_Task:_ Pull every line with "super" from the data.

_Material for this task:_

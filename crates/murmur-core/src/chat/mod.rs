//! Chat domain module.
//!
//! This module contains the conversation domain models, the client-side
//! state container, and the backend trait for the remote chat API.
//!
//! # Module Structure
//!
//! - `message`: Message types (`MessageRole`, `Message`)
//! - `model`: Conversation models (`Conversation`, `ConversationWithMessages`, `ChatReply`)
//! - `store`: Client-side state container (`ChatStore`)
//! - `backend`: Backend trait for the remote chat API (`ChatBackend`)

mod backend;
mod message;
mod model;
mod store;

// Re-export public API
pub use backend::ChatBackend;
pub use message::{Message, MessageRole};
pub use model::{ChatReply, Conversation, ConversationWithMessages};
pub use store::ChatStore;
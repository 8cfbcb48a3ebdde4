//! Client-side conversation state container.

use super::message::Message;
use super::model::Conversation;

/// Holds the client-side view of the chat session: the active conversation
/// id, its message thread, the known conversation list, and a loading flag.
///
/// `ChatStore` is a pure state container. Every operation is synchronous and
/// total, reads no network, and leaves the store in a consistent snapshot.
/// It is owned by the composition root and mutated only by the use case
/// layer; the UI reads it through the accessors.
///
/// Invariants upheld by callers:
/// - the thread corresponds to `current_conversation_id`; switching
///   conversations replaces both together
/// - the conversation list keeps server order; it is replaced wholesale on
///   refresh, never reordered locally
#[derive(Debug, Clone, Default)]
pub struct ChatStore {
    current_conversation_id: Option<String>,
    messages: Vec<Message>,
    conversations: Vec<Conversation>,
    is_loading: bool,
}

impl ChatStore {
    /// Creates an empty store: no active conversation, empty thread and
    /// list, not loading.
    pub fn new() -> Self {
        Self::default()
    }

    /// The id of the active conversation, if any.
    pub fn current_conversation_id(&self) -> Option<&str> {
        self.current_conversation_id.as_deref()
    }

    /// The active conversation's message thread, in display order.
    pub fn messages(&self) -> &[Message] {
        &self.messages
    }

    /// The known conversations, in server-provided recency order.
    pub fn conversations(&self) -> &[Conversation] {
        &self.conversations
    }

    /// Whether a send operation is in flight.
    pub fn is_loading(&self) -> bool {
        self.is_loading
    }

    /// Sets the active conversation id.
    pub fn set_current_conversation(&mut self, id: impl Into<String>) {
        self.current_conversation_id = Some(id.into());
    }

    /// Replaces the message thread wholesale.
    pub fn set_messages(&mut self, messages: Vec<Message>) {
        self.messages = messages;
    }

    /// Appends one message to the end of the thread.
    pub fn add_message(&mut self, message: Message) {
        self.messages.push(message);
    }

    /// Replaces the conversation list wholesale.
    pub fn set_conversations(&mut self, conversations: Vec<Conversation>) {
        self.conversations = conversations;
    }

    /// Toggles the loading flag.
    pub fn set_loading(&mut self, is_loading: bool) {
        self.is_loading = is_loading;
    }

    /// Empties the message thread.
    pub fn clear_messages(&mut self) {
        self.messages.clear();
    }
}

_Exercise result:_
use super::message::Message;
use super::model::Conversation;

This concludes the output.